Pero qué ha hecho Messi para tener que jugar al lado de Arturo Vidal

El Barça se la pegó en Roma y se abrazó a Arturo Vidal y sus cualidades de guerrero. Mal asunto si nos quedamos con el decepcionante partido que hizo contra el Athletic de Bilbao

Foto: Messi, cabizbajo, en Bilbao con Arturo Vidal llevándose las manos a la cabeza. (Efe)
Messi, cabizbajo, en Bilbao con Arturo Vidal llevándose las manos a la cabeza. (Efe)

Pensamos que Messi es capaz de todo. De ganar partidos él solito, irse de cuatro rivales, hacer goles como churros... De todo hasta que llegó la prueba de Bilbao, cuando sólo faltan nueve días para enfrentarse al Olympique de Lyon en la Champions. Fue un test que tiene un significado más extenso que responder a la buena racha del Real Madrid y su victoria en el derbi. En el cara a cara contra el Athletic Club el que salió perdiendo fue Arturo Vidal. El chileno fue fichado para este tipo de citas bravas que empiezan a aparecer en el calendario a partir del mes de febrero, en las que un mal día en la Champions te manda a casa. Para eso fue contratado Vidal. Para demostrar que en partidos a cara de perro tiene algo que aportar en seguridad, equilibrio e intensidad.

En Bilbao aparecieron los fantasmas de Roma. Ese fatídico 11 de abril donde el equipo de Ernesto Valverde se descompuso en el Olímpico. Perdió 3-0 y a casa. Faltó frescura y energía–decían algunos–. Había demasiado desgaste. Le habría venido bien al equipo tener a alguien en el campo con mucho músculo y carácter para leer lo que necesitaba el partido. No hubo ni raza ni garra. El Barça se la pegó en Roma y se abrazó a Arturo Vidal y sus cualidades de guerrero. Mal asunto si nos quedamos con el decepcionante partido que hizo contra el Athletic Club. El futbolista que tiene que dar un plus de intensidad, presión y verticalidad al juego fue un espanto con errores de posicionamiento y pases.

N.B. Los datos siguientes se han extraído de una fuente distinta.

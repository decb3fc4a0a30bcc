//! RepairMate CLI - Command-line front end for repair shop record keeping

use clap::{Parser, Subcommand};
use repairmate::config::{self, RepairMateConfig};
use repairmate::output::{self, OutputMode};
use repairmate::ui::{self, Icons};
use repairmate::{NewRepair, RepairDesk, RepairStore, Role};
use std::path::{Path, PathBuf};
use std::process::ExitCode;
use tracing_subscriber::{fmt, prelude::*, EnvFilter};

#[derive(Parser)]
#[command(name = "repairmate")]
#[command(version)]
#[command(about = "RepairMate - Track customers, devices and repair jobs")]
#[command(long_about = r#"
RepairMate keeps a local database of shop customers, their devices and
the repair jobs opened against them, and exports per-device invoices.

Example usage:
  repairmate customer add --name "Ada Lovelace" --email ada@example.com
  repairmate device add --email ada@example.com --model "Pixel 7" --serial SN-7
  repairmate --role technician repair add --serial SN-7 --technician Bob --issue "Battery"
  repairmate search pending
  repairmate invoice SN-7
"#)]
struct Cli {
    /// Enable verbose logging
    #[arg(short, long, global = true)]
    verbose: bool,

    /// Emit machine-readable JSON instead of human output
    #[arg(long, global = true)]
    json: bool,

    /// Path to the database file (overrides the config file)
    #[arg(short, long, global = true)]
    database: Option<PathBuf>,

    /// Path to the config file
    #[arg(short, long, global = true)]
    config: Option<PathBuf>,

    /// Role to act as (admin, technician)
    #[arg(short, long, global = true)]
    role: Option<Role>,

    #[command(subcommand)]
    command: Commands,
}

#[derive(Subcommand)]
enum Commands {
    /// Write a default repairmate.toml
    Init {
        /// Overwrite an existing config file
        #[arg(short, long)]
        force: bool,
    },

    #[command(flatten)]
    Request(Request),
}

/// Commands served against the repair database
#[derive(Subcommand)]
enum Request {
    /// Manage customers
    Customer {
        #[command(subcommand)]
        action: CustomerAction,
    },

    /// Manage devices
    Device {
        #[command(subcommand)]
        action: DeviceAction,
    },

    /// Manage repair jobs
    Repair {
        #[command(subcommand)]
        action: RepairAction,
    },

    /// Search repairs by device model or status (case-insensitive regex)
    Search {
        /// Pattern matched against "<model> <status>"
        pattern: String,
    },

    /// Total a device's repairs and export the invoice as CSV
    Invoice {
        /// Device serial number
        serial: String,

        /// Directory the invoice file is written to
        #[arg(short, long)]
        out_dir: Option<PathBuf>,
    },

    /// Show record counts
    Stats,
}

#[derive(Subcommand)]
enum CustomerAction {
    /// Register a new customer
    Add {
        #[arg(short, long, default_value = "")]
        name: String,
        #[arg(short, long, default_value = "")]
        email: String,
    },
}

#[derive(Subcommand)]
enum DeviceAction {
    /// Register a device for an existing customer
    Add {
        /// Email of the owning customer
        #[arg(short, long, default_value = "")]
        email: String,
        #[arg(short, long, default_value = "")]
        model: String,
        #[arg(short, long, default_value = "")]
        serial: String,
    },
}

#[derive(Subcommand)]
enum RepairAction {
    /// Open a repair job on a device
    Add {
        /// Serial number of the device
        #[arg(short, long, default_value = "")]
        serial: String,
        #[arg(short, long, default_value = "")]
        technician: String,
        #[arg(short, long, default_value = "")]
        issue: String,
        /// Initial status (defaults to Pending)
        #[arg(long)]
        status: Option<String>,
        /// Cost of the job (defaults to 0)
        #[arg(long, allow_negative_numbers = true)]
        cost: Option<f64>,
    },
}

impl Request {
    fn name(&self) -> &'static str {
        match self {
            Request::Customer { .. } => "customer.add",
            Request::Device { .. } => "device.add",
            Request::Repair { .. } => "repair.add",
            Request::Search { .. } => "search",
            Request::Invoice { .. } => "invoice",
            Request::Stats => "stats",
        }
    }
}

fn main() -> anyhow::Result<ExitCode> {
    let cli = Cli::parse();

    // Initialize logging; stdout is reserved for results
    let filter = if cli.verbose {
        EnvFilter::new(log_level(true))
    } else {
        EnvFilter::try_from_default_env().unwrap_or_else(|_| EnvFilter::new(log_level(false)))
    };

    tracing_subscriber::registry()
        .with(fmt::layer().with_writer(std::io::stderr))
        .with(filter)
        .init();

    let mode = if cli.json { OutputMode::Json } else { OutputMode::Human };
    let file_config = config::load_config(cli.config.as_deref())?.unwrap_or_default();

    match cli.command {
        Commands::Init { force } => {
            let path = cli.config.unwrap_or_else(config::default_config_path);
            run_init(&path, cli.database, cli.role, &file_config, force, mode)
        }
        Commands::Request(request) => {
            let database = cli.database.unwrap_or_else(|| file_config.database_path());
            config::ensure_db_dir(&database)?;
            // A store that cannot be opened or initialized is fatal
            let store = RepairStore::open(&database)?;
            let desk = RepairDesk::new(&store, cli.role.or(file_config.role));
            run_request(&desk, &store, request, &file_config, mode)
        }
    }
}

/// Default log level; rejected requests are logged at `warn`
fn log_level(verbose: bool) -> &'static str {
    if verbose { "debug" } else { "warn" }
}

fn run_init(
    path: &Path,
    database: Option<PathBuf>,
    role: Option<Role>,
    current: &RepairMateConfig,
    force: bool,
    mode: OutputMode,
) -> anyhow::Result<ExitCode> {
    let new_config = RepairMateConfig {
        database: Some(
            database
                .unwrap_or_else(|| current.database_path())
                .display()
                .to_string(),
        ),
        export_dir: Some(current.export_dir().display().to_string()),
        role: role.or(current.role),
    };

    config::write_config(path, &new_config, force)?;
    tracing::info!("Wrote config to {}", path.display());

    if mode.is_human() {
        ui::success(&format!("Config written to {}", path.display()));
    } else {
        println!("{}", output::success_json("init", &new_config)?);
    }
    Ok(ExitCode::SUCCESS)
}

/// Serve one request; domain errors are reported here and never escape
fn run_request(
    desk: &RepairDesk<'_>,
    store: &RepairStore,
    request: Request,
    file_config: &RepairMateConfig,
    mode: OutputMode,
) -> anyhow::Result<ExitCode> {
    let command = request.name();

    let outcome = match request {
        Request::Customer { action: CustomerAction::Add { name, email } } => desk
            .create_customer(&name, &email)
            .map(|id| Report::Created { icon: Icons::PERSON, what: "Customer", id }),
        Request::Device { action: DeviceAction::Add { email, model, serial } } => desk
            .create_device(&email, &model, &serial)
            .map(|id| Report::Created { icon: Icons::PHONE, what: "Device", id }),
        Request::Repair { action: RepairAction::Add { serial, technician, issue, status, cost } } => {
            let request = NewRepair { serial, technician, issue, status, cost };
            desk.create_repair(&request)
                .map(|id| Report::Created { icon: Icons::WRENCH, what: "Repair order", id })
        }
        Request::Search { pattern } => desk.search_repairs(&pattern).map(Report::Search),
        Request::Invoice { serial, out_dir } => {
            let out_dir = out_dir.unwrap_or_else(|| file_config.export_dir());
            desk.generate_invoice(&serial, &out_dir).map(Report::Invoice)
        }
        Request::Stats => store.stats().map(Report::Stats),
    };

    match outcome {
        Ok(report) => {
            report.emit(command, mode)?;
            Ok(ExitCode::SUCCESS)
        }
        Err(err) => {
            if mode.is_human() {
                ui::error(err.kind().title(), &err.to_string());
            } else {
                println!("{}", output::error_json(command, &err)?);
            }
            Ok(ExitCode::FAILURE)
        }
    }
}

/// Successful outcome of a command, rendered per output mode
enum Report {
    Created { icon: &'static str, what: &'static str, id: i64 },
    Search(Vec<repairmate::storage::RepairRow>),
    Invoice(repairmate::service::InvoiceExport),
    Stats(repairmate::storage::DbStats),
}

impl Report {
    fn emit(&self, command: &str, mode: OutputMode) -> anyhow::Result<()> {
        if !mode.is_human() {
            let data = match self {
                Report::Created { id, .. } => serde_json::json!({ "id": id }),
                Report::Search(rows) => serde_json::json!({ "matches": rows }),
                Report::Invoice(export) => serde_json::json!({
                    "invoice": export.invoice,
                    "path": export.path.display().to_string(),
                }),
                Report::Stats(stats) => serde_json::to_value(stats)?,
            };
            println!("{}", output::success_json(command, data)?);
            return Ok(());
        }

        if output::is_quiet() {
            return Ok(());
        }

        match self {
            Report::Created { icon, what, id } => {
                ui::header(icon, &format!("{} saved.", what));
                ui::summary_row("ID:", &id.to_string());
            }
            Report::Search(rows) => {
                if rows.is_empty() {
                    ui::info("Search Results", "No matches found.");
                } else {
                    ui::header(Icons::SEARCH, &format!("Search Results ({})", rows.len()));
                    println!("{}", ui::search_table(rows));
                }
            }
            Report::Invoice(export) => print_invoice(export),
            Report::Stats(stats) => {
                let mut table = ui::TableBuilder::new();
                table.add_row("Customers", &stats.customers.to_string());
                table.add_row("Devices", &stats.devices.to_string());
                table.add_row("Repairs", &stats.repairs.to_string());
                ui::header(Icons::STATS, "RepairMate Statistics");
                println!("{}", table.build());
            }
        }
        Ok(())
    }
}

fn print_invoice(export: &repairmate::service::InvoiceExport) {
    let totals = &export.invoice.totals;
    ui::header(Icons::FILE, &format!("Invoice for {}", export.invoice.serial));
    println!("{}", ui::invoice_table(&export.invoice.lines));
    ui::section("Totals");
    ui::summary_row("Total:", &ui::amount(totals.total));
    ui::summary_row("Tax (7%):", &ui::amount(totals.tax));
    ui::summary_row("Grand Total:", &ui::amount(totals.grand_total));
    println!();
    ui::success(&format!("Invoice saved as {}", display_path(&export.path)));
}

fn display_path(path: &Path) -> String {
    path.strip_prefix(".").unwrap_or(path).display().to_string()
}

Arturo Vidal con gesto contrariado. (Efe)
Arturo Vidal con gesto contrariado. (Efe)

Un flan en la mediocridad

En el Barça han renunciado a su fino estilo por contratar jugadores como Arturo Vidal para ocasiones como las de Bilbao y lo que viene por delante en la Champions. Al chileno se le pide que no invente –para eso ya está Messi– y sí que haga el bloque más compacto. El empate contra el Athletic es un serio aviso en el Barcelona. No tanto porque el Real Madrid recorta diferencias en la Liga, que siempre molesta por la capacidad de los blancos de perseguidores, sino por la fiabilidad que no da el chileno –primer cambio de Valverde en San Mamés–. También estuvo en las dos últimas derrotas coperas –Levante y Sevilla–.

A Vidal no se le pide que dé un salto de calidad. Más bien de cantidad. En robar balones, incomodar y hacer un trabajo sucio productivo. Lo que tampoco ofreció en Bilbao. El punto lo salvaron los paradones de Ter Stegen y lo que producía Messi, que jugó aburrido de ver tanta mediocridad a su alrededor. La pena de Messi es comprobar qué ha hecho para que Arturo Vidal juegue a su lado si no aparece en partidos como los de Bilbao. En los que tienen el guión por el que le ficharon y está obligado a justificar por qué viste la camiseta azulgrana. En un día en el que Leo volvió a forzar para jugar y necesitaba la energía de otros. Vidal fue un flan.

Va a ser muy conveniente que Ernesto Valverde le deje claro a Arturo Vidal para qué ha venido al Barcelona. No tiene otra función que la de picar piedra y dar consistencia a un equipo que sigue recibiendo muchas ocasiones. Que haga sólido lo frágil. Que destruya y no construya. Que se centre y sume más que reste. Y que sea más humilde porque no encaja nada bien las críticas deportivas por su mal partido en Bilbao. El chileno vuelca en las redes sociales su frustración con emoticonos mandando callar. No admite que el que se puede sentir desilusionado es el aficionado culé... y Messi.